ASSIGNMENT:
Reproduce word for word the lines between those holding "fn link_value(smg: &Smg, segment: SmgObjectId, link_offset: i64)" and "if null.size_in_bits != 0", inclusive, and nothing else from the data below.

** Opening DATA FOR PROCESSING block **

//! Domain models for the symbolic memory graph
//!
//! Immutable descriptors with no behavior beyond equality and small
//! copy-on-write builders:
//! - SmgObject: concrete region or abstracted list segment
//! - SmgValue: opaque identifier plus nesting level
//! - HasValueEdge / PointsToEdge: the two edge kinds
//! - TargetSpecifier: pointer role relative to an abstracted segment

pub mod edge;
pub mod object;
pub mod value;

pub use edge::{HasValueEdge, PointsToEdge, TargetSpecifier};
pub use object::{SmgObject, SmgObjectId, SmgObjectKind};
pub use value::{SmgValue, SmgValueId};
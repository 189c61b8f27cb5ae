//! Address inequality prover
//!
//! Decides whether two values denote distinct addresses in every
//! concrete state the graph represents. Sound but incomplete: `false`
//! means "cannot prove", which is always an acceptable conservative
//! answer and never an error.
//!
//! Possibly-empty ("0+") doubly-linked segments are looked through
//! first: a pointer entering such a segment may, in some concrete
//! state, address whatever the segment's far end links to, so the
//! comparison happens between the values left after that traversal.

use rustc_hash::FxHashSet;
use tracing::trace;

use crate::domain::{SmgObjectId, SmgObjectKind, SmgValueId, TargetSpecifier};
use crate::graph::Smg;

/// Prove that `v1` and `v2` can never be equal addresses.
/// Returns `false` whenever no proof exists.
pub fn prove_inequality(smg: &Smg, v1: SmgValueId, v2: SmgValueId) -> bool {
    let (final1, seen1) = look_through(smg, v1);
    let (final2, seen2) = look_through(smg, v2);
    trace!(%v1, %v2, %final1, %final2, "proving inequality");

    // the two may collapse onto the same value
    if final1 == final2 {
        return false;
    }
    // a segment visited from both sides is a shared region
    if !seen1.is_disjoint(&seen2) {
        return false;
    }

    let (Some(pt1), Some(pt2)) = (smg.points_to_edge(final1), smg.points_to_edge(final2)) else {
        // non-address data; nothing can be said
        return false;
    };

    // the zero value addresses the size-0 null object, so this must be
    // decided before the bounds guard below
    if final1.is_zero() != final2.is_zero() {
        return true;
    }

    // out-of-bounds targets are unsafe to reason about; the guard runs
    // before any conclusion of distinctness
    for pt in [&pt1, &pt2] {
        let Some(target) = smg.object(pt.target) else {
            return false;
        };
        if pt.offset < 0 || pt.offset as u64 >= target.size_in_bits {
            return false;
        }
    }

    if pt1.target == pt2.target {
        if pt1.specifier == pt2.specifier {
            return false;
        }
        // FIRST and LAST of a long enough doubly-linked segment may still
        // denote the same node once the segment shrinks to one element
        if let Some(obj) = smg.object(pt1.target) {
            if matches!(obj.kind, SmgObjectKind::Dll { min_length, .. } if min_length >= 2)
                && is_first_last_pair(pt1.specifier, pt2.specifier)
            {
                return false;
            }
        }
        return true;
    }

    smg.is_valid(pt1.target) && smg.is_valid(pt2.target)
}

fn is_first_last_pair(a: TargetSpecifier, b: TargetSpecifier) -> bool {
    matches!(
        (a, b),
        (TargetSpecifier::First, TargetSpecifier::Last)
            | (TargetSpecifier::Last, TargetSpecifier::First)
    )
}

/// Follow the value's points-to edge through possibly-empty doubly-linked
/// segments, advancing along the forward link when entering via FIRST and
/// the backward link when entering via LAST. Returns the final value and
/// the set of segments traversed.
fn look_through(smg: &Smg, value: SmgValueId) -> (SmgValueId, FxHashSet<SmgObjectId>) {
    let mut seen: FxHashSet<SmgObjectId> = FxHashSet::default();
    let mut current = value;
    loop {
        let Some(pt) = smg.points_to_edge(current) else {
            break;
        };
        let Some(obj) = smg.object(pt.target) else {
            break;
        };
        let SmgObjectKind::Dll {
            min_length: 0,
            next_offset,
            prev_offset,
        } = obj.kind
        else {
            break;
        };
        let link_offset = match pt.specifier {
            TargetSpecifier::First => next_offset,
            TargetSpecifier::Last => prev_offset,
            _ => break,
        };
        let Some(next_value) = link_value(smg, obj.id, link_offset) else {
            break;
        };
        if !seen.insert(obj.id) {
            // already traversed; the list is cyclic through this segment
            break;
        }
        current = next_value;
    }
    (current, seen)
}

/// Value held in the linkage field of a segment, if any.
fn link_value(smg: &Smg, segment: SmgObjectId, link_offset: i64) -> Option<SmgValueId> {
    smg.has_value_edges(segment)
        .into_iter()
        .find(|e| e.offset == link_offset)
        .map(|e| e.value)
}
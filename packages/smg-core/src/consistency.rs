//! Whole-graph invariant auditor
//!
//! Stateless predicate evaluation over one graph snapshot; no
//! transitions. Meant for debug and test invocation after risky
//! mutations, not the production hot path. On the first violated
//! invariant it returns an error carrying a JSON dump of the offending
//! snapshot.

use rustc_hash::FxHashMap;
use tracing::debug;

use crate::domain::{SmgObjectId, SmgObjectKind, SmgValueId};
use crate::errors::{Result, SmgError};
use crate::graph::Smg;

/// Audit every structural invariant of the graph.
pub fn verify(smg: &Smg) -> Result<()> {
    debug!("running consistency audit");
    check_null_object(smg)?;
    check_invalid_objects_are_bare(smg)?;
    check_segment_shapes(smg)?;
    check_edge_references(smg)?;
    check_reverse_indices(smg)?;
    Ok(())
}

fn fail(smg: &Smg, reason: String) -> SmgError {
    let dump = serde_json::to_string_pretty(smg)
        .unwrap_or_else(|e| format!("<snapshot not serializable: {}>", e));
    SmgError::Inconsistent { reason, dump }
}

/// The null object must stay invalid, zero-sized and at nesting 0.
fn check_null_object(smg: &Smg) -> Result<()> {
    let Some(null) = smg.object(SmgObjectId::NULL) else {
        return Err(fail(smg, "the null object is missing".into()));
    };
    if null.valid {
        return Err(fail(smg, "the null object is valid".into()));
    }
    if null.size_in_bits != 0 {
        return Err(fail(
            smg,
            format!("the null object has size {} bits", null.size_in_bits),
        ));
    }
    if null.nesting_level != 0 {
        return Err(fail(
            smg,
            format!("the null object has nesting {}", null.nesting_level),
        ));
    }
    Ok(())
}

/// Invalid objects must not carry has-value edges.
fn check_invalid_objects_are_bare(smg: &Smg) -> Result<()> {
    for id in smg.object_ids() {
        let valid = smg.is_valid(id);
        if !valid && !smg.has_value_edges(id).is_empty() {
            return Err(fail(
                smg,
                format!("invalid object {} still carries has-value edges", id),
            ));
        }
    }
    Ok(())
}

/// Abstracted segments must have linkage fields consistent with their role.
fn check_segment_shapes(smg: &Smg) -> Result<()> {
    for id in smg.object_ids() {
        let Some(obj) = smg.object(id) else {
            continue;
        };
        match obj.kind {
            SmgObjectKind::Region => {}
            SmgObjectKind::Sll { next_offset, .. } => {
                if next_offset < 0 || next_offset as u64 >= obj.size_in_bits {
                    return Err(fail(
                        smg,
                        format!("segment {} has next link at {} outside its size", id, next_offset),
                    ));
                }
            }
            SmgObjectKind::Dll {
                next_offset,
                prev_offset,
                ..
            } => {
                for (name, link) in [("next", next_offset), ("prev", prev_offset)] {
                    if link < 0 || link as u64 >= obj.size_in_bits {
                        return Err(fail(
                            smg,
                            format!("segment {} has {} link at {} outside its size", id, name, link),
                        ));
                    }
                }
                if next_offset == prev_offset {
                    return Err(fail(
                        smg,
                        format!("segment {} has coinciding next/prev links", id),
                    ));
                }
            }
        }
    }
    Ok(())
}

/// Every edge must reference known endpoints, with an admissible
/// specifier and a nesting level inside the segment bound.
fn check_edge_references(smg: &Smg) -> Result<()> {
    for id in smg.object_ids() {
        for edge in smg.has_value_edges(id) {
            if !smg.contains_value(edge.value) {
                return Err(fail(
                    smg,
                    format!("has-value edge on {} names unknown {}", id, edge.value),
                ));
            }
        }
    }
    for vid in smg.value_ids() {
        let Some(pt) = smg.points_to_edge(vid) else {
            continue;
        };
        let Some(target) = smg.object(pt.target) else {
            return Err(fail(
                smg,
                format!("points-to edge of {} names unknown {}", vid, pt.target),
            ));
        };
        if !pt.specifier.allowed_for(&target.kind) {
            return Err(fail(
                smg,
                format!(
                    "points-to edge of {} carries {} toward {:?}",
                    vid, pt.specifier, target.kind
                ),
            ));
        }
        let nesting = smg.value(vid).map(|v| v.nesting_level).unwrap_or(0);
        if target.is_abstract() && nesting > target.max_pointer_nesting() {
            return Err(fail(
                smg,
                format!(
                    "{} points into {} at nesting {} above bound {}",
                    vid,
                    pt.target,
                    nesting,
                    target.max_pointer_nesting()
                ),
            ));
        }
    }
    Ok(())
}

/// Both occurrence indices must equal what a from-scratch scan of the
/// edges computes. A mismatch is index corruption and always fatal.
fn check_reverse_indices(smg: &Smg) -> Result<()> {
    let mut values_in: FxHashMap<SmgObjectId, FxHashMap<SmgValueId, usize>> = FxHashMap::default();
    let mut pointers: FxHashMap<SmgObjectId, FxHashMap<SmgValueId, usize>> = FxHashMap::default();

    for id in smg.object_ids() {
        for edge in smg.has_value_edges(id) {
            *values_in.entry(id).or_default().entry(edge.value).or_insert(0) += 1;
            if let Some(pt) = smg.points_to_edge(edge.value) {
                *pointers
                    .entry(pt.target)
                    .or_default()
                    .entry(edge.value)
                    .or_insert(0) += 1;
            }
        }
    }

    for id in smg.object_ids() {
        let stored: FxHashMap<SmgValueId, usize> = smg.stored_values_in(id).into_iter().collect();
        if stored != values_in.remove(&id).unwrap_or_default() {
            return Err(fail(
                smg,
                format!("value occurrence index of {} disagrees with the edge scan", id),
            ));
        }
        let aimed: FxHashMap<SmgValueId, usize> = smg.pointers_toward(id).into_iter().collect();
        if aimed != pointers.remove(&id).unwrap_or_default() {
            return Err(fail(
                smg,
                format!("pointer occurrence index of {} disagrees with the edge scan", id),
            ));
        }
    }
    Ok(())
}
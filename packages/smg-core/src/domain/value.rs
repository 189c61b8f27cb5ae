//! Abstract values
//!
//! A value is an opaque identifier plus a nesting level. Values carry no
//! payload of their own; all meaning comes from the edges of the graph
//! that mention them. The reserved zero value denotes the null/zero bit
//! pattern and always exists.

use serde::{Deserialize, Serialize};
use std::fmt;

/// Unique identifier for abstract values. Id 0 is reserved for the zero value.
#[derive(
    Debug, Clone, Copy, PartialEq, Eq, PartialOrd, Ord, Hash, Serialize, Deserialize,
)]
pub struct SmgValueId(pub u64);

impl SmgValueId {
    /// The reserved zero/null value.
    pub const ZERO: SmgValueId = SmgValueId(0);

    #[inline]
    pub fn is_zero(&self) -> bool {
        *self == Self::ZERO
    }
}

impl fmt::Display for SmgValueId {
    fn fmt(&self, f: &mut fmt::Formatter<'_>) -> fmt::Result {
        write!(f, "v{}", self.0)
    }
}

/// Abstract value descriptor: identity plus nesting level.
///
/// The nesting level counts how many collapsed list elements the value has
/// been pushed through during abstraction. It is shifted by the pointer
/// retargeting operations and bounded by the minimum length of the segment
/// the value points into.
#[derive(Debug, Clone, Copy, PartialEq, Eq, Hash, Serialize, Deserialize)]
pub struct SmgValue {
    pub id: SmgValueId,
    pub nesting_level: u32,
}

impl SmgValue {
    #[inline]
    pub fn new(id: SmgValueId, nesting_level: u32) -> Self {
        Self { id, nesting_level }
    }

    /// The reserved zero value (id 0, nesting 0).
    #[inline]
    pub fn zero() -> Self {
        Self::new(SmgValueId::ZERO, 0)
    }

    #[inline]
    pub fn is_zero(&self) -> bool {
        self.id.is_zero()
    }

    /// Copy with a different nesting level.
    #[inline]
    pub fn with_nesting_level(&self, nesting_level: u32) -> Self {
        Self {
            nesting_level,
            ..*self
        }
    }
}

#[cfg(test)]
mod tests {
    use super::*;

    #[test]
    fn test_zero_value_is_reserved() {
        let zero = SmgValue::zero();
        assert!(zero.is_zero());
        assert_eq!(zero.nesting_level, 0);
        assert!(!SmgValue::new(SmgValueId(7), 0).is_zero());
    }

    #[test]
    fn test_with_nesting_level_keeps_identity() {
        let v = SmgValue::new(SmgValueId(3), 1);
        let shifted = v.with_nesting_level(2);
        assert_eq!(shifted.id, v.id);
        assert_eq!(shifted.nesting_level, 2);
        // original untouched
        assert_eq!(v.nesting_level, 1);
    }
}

** Closing DATA FOR PROCESSING block **

TASK OUTPUT:
fn link_value(smg: &Smg, segment: SmgObjectId, link_offset: i64) -> Option<SmgValueId> {
    smg.has_value_edges(segment)
        .into_iter()
        .find(|e| e.offset == link_offset)
        .map(|e| e.value)
}
filename packages/smg-core/src/consistency.rs
//! Whole-graph invariant auditor
//!
//! Stateless predicate evaluation over one graph snapshot; no
//! transitions. Meant for debug and test invocation after risky
//! mutations, not the production hot path. On the first violated
//! invariant it returns an error carrying a JSON dump of the offending
//! snapshot.

use rustc_hash::FxHashMap;
use tracing::debug;

use crate::domain::{SmgObjectId, SmgObjectKind, SmgValueId};
use crate::errors::{Result, SmgError};
use crate::graph::Smg;

/// Audit every structural invariant of the graph.
pub fn verify(smg: &Smg) -> Result<()> {
    debug!("running consistency audit");
    check_null_object(smg)?;
    check_invalid_objects_are_bare(smg)?;
    check_segment_shapes(smg)?;
    check_edge_references(smg)?;
    check_reverse_indices(smg)?;
    Ok(())
}

fn fail(smg: &Smg, reason: String) -> SmgError {
    let dump = serde_json::to_string_pretty(smg)
        .unwrap_or_else(|e| format!("<snapshot not serializable: {}>", e));
    SmgError::Inconsistent { reason, dump }
}

/// The null object must stay invalid, zero-sized and at nesting 0.
fn check_null_object(smg: &Smg) -> Result<()> {
    let Some(null) = smg.object(SmgObjectId::NULL) else {
        return Err(fail(smg, "the null object is missing".into()));
    };
    if null.valid {
        return Err(fail(smg, "the null object is valid".into()));
    }
    if null.size_in_bits != 0 {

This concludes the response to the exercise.